**What is needed**
Below are records; reply with nothing but the number of lines in them that contain "router".

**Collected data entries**

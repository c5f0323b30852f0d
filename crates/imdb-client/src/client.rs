//! Typed client facade

use std::sync::Arc;

use bytes::Bytes;
use imdb_protocol::{Command, Payload, ProtocolError, Response, Value};
use serde::Serialize;
use tokio::io::{AsyncRead, AsyncWrite};
use tokio::net::TcpStream;
use tracing::{info, warn};

use crate::config::ClientConfig;
use crate::connection::{Connection, ConnectionState};
use crate::error::{ClientError, ClientResult};
use crate::router::Subscription;

/// Client for one imdb server connection.
///
/// All methods take `&self`; share a client between tasks with `Arc`.
/// Requests from concurrent callers are pipelined on the single socket and
/// each caller receives exactly the reply to its own command.
pub struct Client {
    conn: Arc<Connection>,
}

impl Client {
    /// Create a disconnected client
    pub fn new(config: ClientConfig) -> Self {
        Self {
            conn: Arc::new(Connection::new(config)),
        }
    }

    /// Create a client and connect it
    pub async fn connect_with(config: ClientConfig) -> ClientResult<Self> {
        let client = Self::new(config);
        client.connect().await?;
        Ok(client)
    }

    /// Run the client over an already established stream.
    ///
    /// Must be called from within a Tokio runtime.
    pub fn from_stream<S>(stream: S, config: ClientConfig) -> Self
    where
        S: AsyncRead + AsyncWrite + Send + 'static,
    {
        let client = Self::new(config);
        client.conn.attach(stream);
        client
    }

    /// Open the TCP connection. Only valid from `Disconnected`.
    pub async fn connect(&self) -> ClientResult<()> {
        self.conn.begin_connect()?;

        let config = self.conn.config();
        let addr = config.addr();
        info!(addr = %addr, "Connecting");

        let connecting = TcpStream::connect(addr.as_str());
        let result = match config.connect_timeout {
            Some(after) => match tokio::time::timeout(after, connecting).await {
                Ok(result) => result.map_err(|source| ClientError::Connect {
                    addr: addr.clone(),
                    source,
                }),
                Err(_) => Err(ClientError::ConnectTimeout {
                    addr: addr.clone(),
                    after,
                }),
            },
            None => connecting.await.map_err(|source| ClientError::Connect {
                addr: addr.clone(),
                source,
            }),
        };

        match result {
            Ok(stream) => {
                if let Err(e) = stream.set_nodelay(true) {
                    warn!(error = %e, "Failed to set TCP_NODELAY");
                }
                self.conn.attach(stream);
                Ok(())
            }
            Err(e) => {
                warn!(addr = %addr, error = %e, "Connect failed");
                self.conn.abort_connect();
                Err(e)
            }
        }
    }

    pub fn state(&self) -> ConnectionState {
        self.conn.state()
    }

    pub fn config(&self) -> &ClientConfig {
        self.conn.config()
    }

    /// Requests awaiting a reply, including ones whose caller timed out
    pub fn pending(&self) -> usize {
        self.conn.pending()
    }

    /// Close the connection. Outstanding requests fail with
    /// [`ClientError::Connection`]; later calls fail with `NotConnected`.
    pub fn close(&self) {
        self.conn.shutdown("closed by client");
    }

    /// Send any command and return its raw reply line
    pub async fn execute(&self, command: Command) -> ClientResult<Response> {
        self.conn.request(&command).await
    }

    // ---- Strings ----

    pub async fn set(&self, key: &str, value: impl Into<Value>) -> ClientResult<bool> {
        Ok(self.execute(Command::set(key, value)).await?.is_ok())
    }

    pub async fn get(&self, key: &str) -> ClientResult<Option<String>> {
        Ok(self.execute(Command::get(key)).await?.into_optional())
    }

    // ---- Lists ----

    /// Returns the count reported by the server
    pub async fn lpush<I, S>(&self, key: &str, values: I) -> ClientResult<i64>
    where
        I: IntoIterator<Item = S>,
        S: Into<String>,
    {
        Ok(self.execute(Command::lpush(key, values)).await?.count())
    }

    pub async fn rpush<I, S>(&self, key: &str, values: I) -> ClientResult<i64>
    where
        I: IntoIterator<Item = S>,
        S: Into<String>,
    {
        Ok(self.execute(Command::rpush(key, values)).await?.count())
    }

    pub async fn lpop(&self, key: &str) -> ClientResult<Option<String>> {
        Ok(self.execute(Command::lpop(key)).await?.into_optional())
    }

    pub async fn rpop(&self, key: &str) -> ClientResult<Option<String>> {
        Ok(self.execute(Command::rpop(key)).await?.into_optional())
    }

    // ---- Sets ----

    pub async fn sadd<I, S>(&self, key: &str, members: I) -> ClientResult<i64>
    where
        I: IntoIterator<Item = S>,
        S: Into<String>,
    {
        Ok(self.execute(Command::sadd(key, members)).await?.count())
    }

    /// `None` when the set does not exist
    pub async fn smembers(&self, key: &str) -> ClientResult<Option<Vec<String>>> {
        Ok(self.execute(Command::smembers(key)).await?.into_members())
    }

    // ---- Hashes ----

    pub async fn hset(&self, key: &str, field: &str, value: &str) -> ClientResult<bool> {
        Ok(self.execute(Command::hset(key, field, value)).await?.is_ok())
    }

    pub async fn hget(&self, key: &str, field: &str) -> ClientResult<Option<String>> {
        Ok(self.execute(Command::hget(key, field)).await?.into_optional())
    }

    // ---- Pub/Sub ----

    /// Register `callback` for pushes on `channel`, then send SUBSCRIBE.
    ///
    /// The callback is in place before the command goes out, so nothing
    /// published right after the acknowledgment is missed. If the command
    /// fails the registration is removed again.
    pub async fn subscribe<F>(&self, channel: &str, callback: F) -> ClientResult<Subscription>
    where
        F: Fn(&Payload) + Send + Sync + 'static,
    {
        let command = Command::subscribe(channel);
        // Reject malformed channels before touching the registry
        command.encode()?;

        let subscription = self.conn.router().subscribe(channel, callback);
        match self.execute(command).await {
            Ok(ack) => {
                if !ack.is_ok() {
                    warn!(channel, ack = %ack, "Unexpected SUBSCRIBE acknowledgment");
                }
                info!(channel, id = subscription.id(), "Subscribed");
                Ok(subscription)
            }
            Err(e) => {
                self.conn.router().unsubscribe(&subscription);
                Err(e)
            }
        }
    }

    /// Register a callback without sending SUBSCRIBE, for channels the
    /// server already delivers on this connection
    pub fn subscribe_local<F>(&self, channel: &str, callback: F) -> Subscription
    where
        F: Fn(&Payload) + Send + Sync + 'static,
    {
        self.conn.router().subscribe(channel, callback)
    }

    pub fn subscriber_count(&self, channel: &str) -> usize {
        self.conn.router().subscriber_count(channel)
    }

    /// Stop delivering to one callback. Local only: the server keeps
    /// sending pushes for the channel, which are then discarded.
    pub fn unsubscribe(&self, subscription: &Subscription) -> bool {
        self.conn.router().unsubscribe(subscription)
    }

    pub async fn publish(&self, channel: &str, message: &str) -> ClientResult<bool> {
        Ok(self.execute(Command::publish(channel, message)).await?.is_ok())
    }

    /// Same wire command as [`publish`](Self::publish)
    pub async fn publish_string(&self, channel: &str, message: &str) -> ClientResult<bool> {
        self.publish(channel, message).await
    }

    pub async fn publish_json<T>(&self, channel: &str, data: &T) -> ClientResult<bool>
    where
        T: Serialize + ?Sized,
    {
        let data = to_json("data", data)?;
        Ok(self.execute(Command::publish_json(channel, data)).await?.is_ok())
    }

    pub async fn publish_int(&self, channel: &str, value: i64) -> ClientResult<bool> {
        Ok(self.execute(Command::publish_int(channel, value)).await?.is_ok())
    }

    /// Sent base64-encoded
    pub async fn publish_binary(&self, channel: &str, data: impl Into<Bytes>) -> ClientResult<bool> {
        Ok(self.execute(Command::publish_bin(channel, data)).await?.is_ok())
    }

    pub async fn publish_array<T>(&self, channel: &str, items: &[T]) -> ClientResult<bool>
    where
        T: Serialize,
    {
        let items = items
            .iter()
            .map(|item| to_json("items", item))
            .collect::<ClientResult<Vec<_>>>()?;
        Ok(self.execute(Command::publish_array(channel, items)).await?.is_ok())
    }
}

impl Drop for Client {
    fn drop(&mut self) {
        if self.conn.state() != ConnectionState::Disconnected {
            self.conn.shutdown("client dropped");
        }
    }
}

fn to_json<T: Serialize + ?Sized>(name: &str, data: &T) -> ClientResult<serde_json::Value> {
    serde_json::to_value(data).map_err(|e| {
        ClientError::Encoding(ProtocolError::InvalidArgument {
            name: name.to_string(),
            reason: e.to_string(),
        })
    })
}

**Final answer**
6